More effective influenza vaccines therefore need to target antigen presenting cells (dendritic cells) to stimulate better cytotoxic T-cell responses. In her own research, Dr. McElhaney has shown that the level of granzyme B, which is produced in cytotoxic T-lymphocytes and which is a key mediator of cytotoxic activity against virus-infected cells, can predict response to influenza vaccine. For example, elderly subjects who exhibit high levels of granzyme B in ex vivo cultures of peripheral blood mononuclear cells stimulated with influenza virus are more likely to be protected against infection than those who produce lower levels. This suggests that older patients who are less likely to respond to current influenza vaccines may be identified and targeted with new vaccines that invoke stronger cytotoxic T-cell responses and enhanced viral killing.

Dr. McElhaney also noted that because “natural” influenza infection is the “perfect” vaccine, “we can tell patients that if they had not been vaccinated and still got influenza, they would have been a lot sicker than they were and the next year when they get the influenza vaccine, they are going to mount a really good response.”

Vaccine Trial Findings

To demonstrate vaccine efficacy, vaccine trials would need to enrol many thousands of patients; consequently, comparisons between vaccines use surrogate measures of vaccine efficacy, notably antibody responses to the vaccine.
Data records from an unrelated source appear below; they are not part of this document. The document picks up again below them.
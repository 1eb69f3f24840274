use thiserror::Error;

use crate::geometry::{GridPos, Layer};

/// Configuration errors. These abort level load or the turn that hit them.
#[derive(Debug, Clone, PartialEq, Eq, Error)]
pub enum EngineError {
    #[error("level has no entity with the Player attribute")]
    NoPlayer,
    #[error("level has {count} entities with the Player attribute; exactly one is required")]
    MultiplePlayers { count: usize },
    #[error("portal at {position} on layer {layer} has no matching opposite portal")]
    UnpairedPortal { position: GridPos, layer: Layer },
    #[error("more than one entity placed at {position} on layer {layer}")]
    DuplicateOccupant { position: GridPos, layer: Layer },
    #[error("attribute '{name}' is defined more than once")]
    DuplicateAttribute { name: String },
}
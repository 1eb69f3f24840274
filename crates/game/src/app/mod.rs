mod board_view;
pub(crate) mod bootstrap;
mod controller;
mod input;
mod level_file;
pub(crate) mod loop_runner;
mod paths;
With investigative work showing the MF59 adjuvant to be the most potent adjuvant available for influenza vaccines, Ansaldi et al. (Vaccine 2008;26:1525-9) compared the ability of MF59 adjuvants and non-adjuvanted subunit influenza vaccines to confer cross-protection against 4 drifted strains in the elderly. Both vaccines contained A/Wyoming/3/03(H3N2). Neutralizing (NT) and hemagglutination-inhibiting (HI) antibody were each measured. As the authors noted, A/Panama/2007/99(H3N2) had circulated widely during the previous 5 years and was included in vaccines over 4 consecutive seasons.
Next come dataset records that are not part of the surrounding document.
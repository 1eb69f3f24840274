use std::collections::HashMap;
use std::fmt;
use std::hash::{Hash, Hasher};
use std::sync::Arc;

use crate::EngineError;

/// Attribute names the turn systems react to.
pub mod names {
    pub const PLAYER: &str = "Player";
    pub const PUSHABLE: &str = "Pushable";
    pub const MOVABLE: &str = "Movable";
    pub const BREAKABLE: &str = "Breakable";
    pub const PORTAL_A: &str = "Portal A";
    pub const PORTAL_B: &str = "Portal B";
    pub const WIN: &str = "Win";
    pub const MOVING_HORIZONTALLY: &str = "Moving Horizontally";
    pub const MOVING_VERTICALLY: &str = "Moving Vertically";
    pub const FLAMMABLE: &str = "Flammable";
    pub const BURNING: &str = "Burning";
    pub const UNEXTINGUISHABLE: &str = "Unextinguishable";
    pub const PERMANENT_FIRE: &str = "Permanent Fire";
}

#[derive(Debug)]
struct AttributeDef {
    name: String,
    locked: bool,
    active: bool,
    description: String,
}

/// Shared, immutable attribute value. Equality and hashing use the name
/// only, so copies handed out by different catalogs still compare equal.
#[derive(Clone)]
pub struct Attribute(Arc<AttributeDef>);

impl Attribute {
    /// An unlocked, active attribute with no description.
    pub fn new(name: impl Into<String>) -> Self {
        Self::with_flags(name, false, true, String::new())
    }

    pub fn with_flags(
        name: impl Into<String>,
        locked: bool,
        active: bool,
        description: impl Into<String>,
    ) -> Self {
        Self(Arc::new(AttributeDef {
            name: name.into(),
            locked,
            active,
            description: description.into(),
        }))
    }

    pub fn name(&self) -> &str {
        &self.0.name
    }

    pub fn is_locked(&self) -> bool {
        self.0.locked
    }

    pub fn is_active(&self) -> bool {
        self.0.active
    }

    pub fn description(&self) -> &str {
        &self.0.description
    }

    /// Whether the trade screen may move this attribute between entities.
    pub fn is_tradeable(&self) -> bool {
        self.0.active && !self.0.locked
    }
}

impl PartialEq for Attribute {
    fn eq(&self, other: &Self) -> bool {
        self.0.name == other.0.name
    }
}

impl Eq for Attribute {}

impl Hash for Attribute {
    fn hash<H: Hasher>(&self, state: &mut H) {
        self.0.name.hash(state);
    }
}

impl fmt::Debug for Attribute {
    fn fmt(&self, f: &mut fmt::Formatter<'_>) -> fmt::Result {
        write!(f, "Attribute({:?})", self.0.name)
    }
}

impl fmt::Display for Attribute {
    fn fmt(&self, f: &mut fmt::Formatter<'_>) -> fmt::Result {
        f.write_str(&self.0.name)
    }
}

/// Interning table for the attribute definitions of one ruleset.
#[derive(Debug, Default, Clone)]
pub struct AttributeCatalog {
    attributes: Vec<Attribute>,
    index_by_name: HashMap<String, usize>,
}

impl AttributeCatalog {
    pub fn new() -> Self {
        Self::default()
    }

    pub fn register(&mut self, attribute: Attribute) -> Result<Attribute, EngineError> {
        if self.index_by_name.contains_key(attribute.name()) {
            return Err(EngineError::DuplicateAttribute {
                name: attribute.name().to_string(),
            });
        }
        self.index_by_name
            .insert(attribute.name().to_string(), self.attributes.len());
        self.attributes.push(attribute.clone());
        Ok(attribute)
    }

    pub fn get(&self, name: &str) -> Option<&Attribute> {
        self.index_by_name
            .get(name)
            .and_then(|index| self.attributes.get(*index))
    }

    /// Returns the registered definition, or a plain attribute carrying only
    /// the name when the ruleset never declared it.
    pub fn resolve(&self, name: &str) -> Attribute {
        self.get(name)
            .cloned()
            .unwrap_or_else(|| Attribute::new(name))
    }

    pub fn len(&self) -> usize {
        self.attributes.len()
    }

    pub fn is_empty(&self) -> bool {
        self.attributes.is_empty()
    }

    pub fn iter(&self) -> impl Iterator<Item = &Attribute> {
        self.attributes.iter()
    }
}

#[cfg(test)]
mod tests {
    use super::*;

    #[test]
    fn equality_ignores_flags_and_allocation() {
        let a = Attribute::with_flags("Burning", true, false, "hot");
        let b = Attribute::new("Burning");
        assert_eq!(a, b);
        assert_ne!(a, Attribute::new("Flammable"));
    }

    #[test]
    fn catalog_rejects_duplicate_names() {
        let mut catalog = AttributeCatalog::new();
        catalog
            .register(Attribute::new(names::PLAYER))
            .expect("first registration");
        let error = catalog
            .register(Attribute::with_flags(names::PLAYER, true, true, ""))
            .expect_err("duplicate should fail");
        assert!(matches!(error, EngineError::DuplicateAttribute { ref name } if name == "Player"));
        assert_eq!(catalog.len(), 1);
    }

    #[test]
    fn resolve_prefers_registered_definition() {
        let mut catalog = AttributeCatalog::new();
        catalog
            .register(Attribute::with_flags(names::BURNING, true, true, "on fire"))
            .expect("register");
        assert!(catalog.resolve(names::BURNING).is_locked());
        let unknown = catalog.resolve("Sticky");
        assert_eq!(unknown.name(), "Sticky");
        assert!(unknown.is_tradeable());
    }
}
“Subjects vaccinated with the MF59-adjuvanted vaccine showed significantly higher post-vaccination HI and NT geometric mean titres (GMTs) and a significantly higher seroconversion rate against the vaccine strain (Wyo/03) than those in the non-adjuvanted vaccine group,” the authors reported, even though seroprotection rates for both vaccines were high at =96%. For the drifted strains, “only the MF59-adjuvanted vaccine induced a substantial immune response,” the authors added. They also noted that the appearance of drifted strains with an antigenic pattern that is substantially different from the vaccine strain highlights a limitation of non-adjuvanted vaccines to elicit an effective immune response.

More robust immune responses also appear to translate into important clinical benefits. Puig-Barbera et al. (Vaccine 2007;25:7317-21) carried out 3 case-control studies during the 2004-2005 influenza seasons in 3 health districts in Valencia, Spain. A total of 105,454 elderly subjects >64 years of age received the MF59-adjuvanted influenza vaccine. Over the influenza seasons, a total of 159 patients were hospitalized for acute coronary syndromes (ACS), 148 for cerebrovascular accidents (CVA) and 242 for pneumonia.
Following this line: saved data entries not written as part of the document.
use std::env;
use std::fs;
use std::path::{Path, PathBuf};

use thiserror::Error;

use super::level_file::LevelFileError;

pub(crate) const ROOT_ENV_VAR: &str = "GRIDSHIFT_ROOT";
pub(crate) const LEVEL_ENV_VAR: &str = "GRIDSHIFT_LEVEL";
const LEVEL_EXTENSION: &str = "json";

#[derive(Debug, Clone)]
pub(crate) struct AppPaths {
    pub(crate) root: PathBuf,
    pub(crate) levels_dir: PathBuf,
}

#[derive(Debug, Error)]
pub(crate) enum StartupError {
    #[error("{0}")]
    Usage(String),
    #[error("failed to read environment variable {var}: {source}")]
    EnvVar {
        var: &'static str,
        #[source]
        source: env::VarError,
    },
    #[error("failed to resolve current executable path: {0}")]
    CurrentExe(#[source] std::io::Error),
    #[error("current executable path has no parent directory: {0}")]
    ExeHasNoParent(PathBuf),
    #[error("GRIDSHIFT_ROOT={path} has no assets/levels directory")]
    InvalidEnvRoot { path: PathBuf },
    #[error("no assets/levels directory above {start_dir}; set GRIDSHIFT_ROOT to the project root")]
    RootNotFound { start_dir: PathBuf },
    #[error("no level named '{name}' in {levels_dir}")]
    LevelNotFound { name: String, levels_dir: PathBuf },
    #[error("failed to read input script {path}: {source}")]
    ReadScript {
        path: PathBuf,
        #[source]
        source: std::io::Error,
    },
    #[error(transparent)]
    Level(#[from] LevelFileError),
}

pub(crate) fn resolve_app_paths() -> Result<AppPaths, StartupError> {
    let root = resolve_root()?;
    Ok(app_paths_at(root))
}

fn app_paths_at(root: PathBuf) -> AppPaths {
    let levels_dir = levels_dir_of(&root);
    AppPaths { root, levels_dir }
}

fn levels_dir_of(root: &Path) -> PathBuf {
    root.join("assets").join("levels")
}

/// Accepts either a path to a level file or the stem of a file in the
/// levels directory.
pub(crate) fn resolve_level_path(paths: &AppPaths, level: &str) -> Result<PathBuf, StartupError> {
    let direct = PathBuf::from(level);
    if direct.is_file() {
        return Ok(normalize_path(&direct));
    }
    let named = paths
        .levels_dir
        .join(level)
        .with_extension(LEVEL_EXTENSION);
    if named.is_file() {
        return Ok(named);
    }
    Err(StartupError::LevelNotFound {
        name: level.to_string(),
        levels_dir: paths.levels_dir.clone(),
    })
}

fn resolve_root() -> Result<PathBuf, StartupError> {
    match env::var(ROOT_ENV_VAR) {
        Ok(value) => root_from_env_value(&value),
        Err(env::VarError::NotPresent) => {
            let exe = env::current_exe().map_err(StartupError::CurrentExe)?;
            let exe_dir = exe
                .parent()
                .map(Path::to_path_buf)
                .ok_or_else(|| StartupError::ExeHasNoParent(exe.clone()))?;
            find_root_above(&exe_dir)
        }
        Err(source) => Err(StartupError::EnvVar {
            var: ROOT_ENV_VAR,
            source,
        }),
    }
}

fn root_from_env_value(value: &str) -> Result<PathBuf, StartupError> {
    let normalized = normalize_path(Path::new(value));
    if has_levels_dir(&normalized) {
        Ok(normalized)
    } else {
        Err(StartupError::InvalidEnvRoot { path: normalized })
    }
}

fn find_root_above(start_dir: &Path) -> Result<PathBuf, StartupError> {
    start_dir
        .ancestors()
        .find(|candidate| has_levels_dir(candidate))
        .map(normalize_path)
        .ok_or_else(|| StartupError::RootNotFound {
            start_dir: normalize_path(start_dir),
        })
}

/// A project root is any directory holding `assets/levels`.
fn has_levels_dir(path: &Path) -> bool {
    levels_dir_of(path).is_dir()
}

fn normalize_path(path: &Path) -> PathBuf {
    fs::canonicalize(path).unwrap_or_else(|_| path.to_path_buf())
}

#[cfg(test)]
mod tests {
    use super::*;

    fn fake_root() -> tempfile::TempDir {
        let dir = tempfile::tempdir().expect("tempdir");
        fs::create_dir_all(levels_dir_of(dir.path())).expect("create levels");
        dir
    }

    #[test]
    fn project_root_needs_levels_dir() {
        let dir = tempfile::tempdir().expect("tempdir");
        fs::create_dir_all(dir.path().join("assets")).expect("create assets");
        assert!(!has_levels_dir(dir.path()));
        fs::create_dir_all(levels_dir_of(dir.path())).expect("create levels");
        assert!(has_levels_dir(dir.path()));
    }

    #[test]
    fn root_is_found_from_nested_directory() {
        let root = fake_root();
        let nested = root.path().join("target").join("debug");
        fs::create_dir_all(&nested).expect("create nested");
        let found = find_root_above(&nested).expect("root");
        assert_eq!(found, normalize_path(root.path()));
    }

    #[test]
    fn env_root_must_be_a_project_root() {
        let dir = tempfile::tempdir().expect("tempdir");
        let value = dir.path().to_string_lossy().to_string();
        let err = root_from_env_value(&value).expect_err("no levels dir");
        assert!(matches!(err, StartupError::InvalidEnvRoot { .. }));
        assert!(err.to_string().ends_with("has no assets/levels directory"));
    }

    #[test]
    fn level_is_resolved_by_name_or_path() {
        let root = fake_root();
        let paths = app_paths_at(normalize_path(root.path()));
        let level = paths.levels_dir.join("intro.json");
        fs::write(&level, "{}").expect("write level");

        assert_eq!(resolve_level_path(&paths, "intro").expect("by name"), level);
        let by_path = resolve_level_path(&paths, &level.to_string_lossy()).expect("by path");
        assert_eq!(by_path, normalize_path(&level));
        assert!(matches!(
            resolve_level_path(&paths, "missing"),
            Err(StartupError::LevelNotFound { .. })
        ));
    }
}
“The risk of hospitalization after the start of the influenza seasons was significantly lower in vaccinated patients compared with non-vaccinated patients,” the authors reported: hospitalization risk for ACS was reduced by 11% (OR 0.89), for CVA by 34% (OR 0.66) and for pneumonia by 27% (OR 0.73). Patients who were admitted for surgery or trauma served as controls in this study.

Importantly, the addition of the adjuvant has not been shown to affect its safety profile and the vaccine has been well tolerated in all clinical trials carried out in the elderly as well as younger recipients.

The influenza vaccines containing MF59 have been used widely in many European countries since 2000, and will likely be available in Canada in the near future.

Note: At the time of printing, the MF59-adjuvanted seasonal influenza vaccine is not licensed in Canada.